[Data extracted from a collection]
# # # # # # #

mod commands;
mod input;
mod output;

use clap::{Parser, Subcommand, ValueEnum};
use colored::Colorize;
use std::process;
use tracing_subscriber::{layer::SubscriberExt, util::SubscriberInitExt, EnvFilter};

use commands::analysis::AnalyzeArgs;
use commands::funding::FundingArgs;
use commands::hedging::HedgeArgs;
use commands::valuation::{BondArgs, ValueArgs};

/// Pension liability hedging and funding analytics
#[derive(Parser)]
#[command(
    name = "ldi",
    version,
    about = "Pension liability hedging and funding analytics",
    long_about = "A CLI for liability-driven investment calculations with decimal \
                  precision. Values liability cash flows, prices hedging bonds, sizes \
                  DV01 hedges, tracks hedge ratios along rate paths, and projects \
                  time to full funding."
)]
struct Cli {
    #[command(subcommand)]
    command: Commands,

    /// Output format
    #[arg(long, default_value = "json", global = true)]
    output: OutputFormat,

    /// Enable debug logging on stderr
    #[arg(short, long, global = true)]
    verbose: bool,
}

#[derive(Subcommand)]
enum Commands {
    /// Present value, DV01 and modified duration of a cash-flow schedule
    Value(ValueArgs),
    /// Price and sensitivity of an annual-coupon bond
    Bond(BondArgs),
    /// Size a DV01 hedge of liabilities with one bond
    Hedge(HedgeArgs),
    /// Years to full funding and growth-rate sweeps
    Funding(FundingArgs),
    /// Full liability hedging analysis across candidate bonds
    Analyze(AnalyzeArgs),
    /// Print version information
    Version,
}

#[derive(Debug, Clone, ValueEnum)]
pub enum OutputFormat {
    Json,
    Table,
    Csv,
    Minimal,
}

fn init_logging(verbose: bool) {
    let filter = if verbose {
        EnvFilter::try_from_default_env().unwrap_or_else(|_| EnvFilter::new("ldi_core=debug,ldi=debug"))
    } else {
        EnvFilter::try_from_default_env().unwrap_or_else(|_| EnvFilter::new("ldi_core=warn,ldi=warn"))
    };

    // stdout carries the command result
    tracing_subscriber::registry()
        .with(filter)
        .with(tracing_subscriber::fmt::layer().with_writer(std::io::stderr))
        .init();
}

fn main() {
    let cli = Cli::parse();
    init_logging(cli.verbose);

    let result: Result<serde_json::Value, Box<dyn std::error::Error>> = match cli.command {
        Commands::Value(args) => commands::valuation::run_value(args),
        Commands::Bond(args) => commands::valuation::run_bond(args),
        Commands::Hedge(args) => commands::hedging::run_hedge(args),
        Commands::Funding(args) => commands::funding::run_funding(args),
        Commands::Analyze(args) => commands::analysis::run_analyze(args),
        Commands::Version => {
            println!("ldi {}", env!("CARGO_PKG_VERSION"));
            return;
        }
    };

    match result {
        Ok(value) => {
            output::format_output(&cli.output, &value);
            process::exit(0);
        }
        Err(e) => {
            tracing::debug!(error = %e, "command failed");
            eprintln!("{}: {}", "error".red().bold(), e);
            process::exit(1);
        }
    }
}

# # # # # # #

ASSIGNMENT: Top to bottom, set down the entries above word for word.

SOLUTION TO THIS EXERCISE:
mod commands;
mod input;
mod output;

use clap::{Parser, Subcommand, ValueEnum};
use colored::Colorize;
use std::process;
use tracing_subscriber::{layer::SubscriberExt, util::SubscriberInitExt, EnvFilter};

use commands::analysis::AnalyzeArgs;
use commands::funding::FundingArgs;
use commands::hedging::HedgeArgs;
use commands::valuation::{BondArgs, ValueArgs};

/// Pension liability hedging and funding analytics
#[derive(Parser)]
#[command(
    name = "ldi",
    version,
    about = "Pension liability hedging and funding analytics",
    long_about = "A CLI for liability-driven investment calculations with decimal \
                  precision. Values liability cash flows, prices hedging bonds, sizes \
                  DV01 hedges, tracks hedge ratios along rate paths, and projects \
                  time to full funding."
)]
struct Cli {
    #[command(subcommand)]
    command: Commands,

    /// Output format
    #[arg(long, default_value = "json", global = true)]
    output: OutputFormat,

    /// Enable debug logging on stderr
    #[arg(short, long, global = true)]
    verbose: bool,
}

#[derive(Subcommand)]
enum Commands {
    /// Present value, DV01 and modified duration of a cash-flow schedule
    Value(ValueArgs),
    /// Price and sensitivity of an annual-coupon bond
    Bond(BondArgs),
    /// Size a DV01 hedge of liabilities with one bond
    Hedge(HedgeArgs),
    /// Years to full funding and growth-rate sweeps
    Funding(FundingArgs),
    /// Full liability hedging analysis across candidate bonds
    Analyze(AnalyzeArgs),
    /// Print version information
    Version,
}

#[derive(Debug, Clone, ValueEnum)]
pub enum OutputFormat {
    Json,
    Table,
    Csv,
    Minimal,
}

fn init_logging(verbose: bool) {
    let filter = if verbose {
        EnvFilter::try_from_default_env().unwrap_or_else(|_| EnvFilter::new("ldi_core=debug,ldi=debug"))
    } else {
        EnvFilter::try_from_default_env().unwrap_or_else(|_| EnvFilter::new("ldi_core=warn,ldi=warn"))
    };

    // stdout carries the command result
    tracing_subscriber::registry()
        .with(filter)
        .with(tracing_subscriber::fmt::layer().with_writer(std::io::stderr))
        .init();
}

fn main() {
    let cli = Cli::parse();
    init_logging(cli.verbose);

    let result: Result<serde_json::Value, Box<dyn std::error::Error>> = match cli.command {
        Commands::Value(args) => commands::valuation::run_value(args),
        Commands::Bond(args) => commands::valuation::run_bond(args),
        Commands::Hedge(args) => commands::hedging::run_hedge(args),
        Commands::Funding(args) => commands::funding::run_funding(args),
        Commands::Analyze(args) => commands::analysis::run_analyze(args),
        Commands::Version => {
            println!("ldi {}", env!("CARGO_PKG_VERSION"));
            return;
        }
    };

    match result {
        Ok(value) => {
            output::format_output(&cli.output, &value);
            process::exit(0);
        }
        Err(e) => {
            tracing::debug!(error = %e, "command failed");
            eprintln!("{}: {}", "error".red().bold(), e);
            process::exit(1);
        }
    }
}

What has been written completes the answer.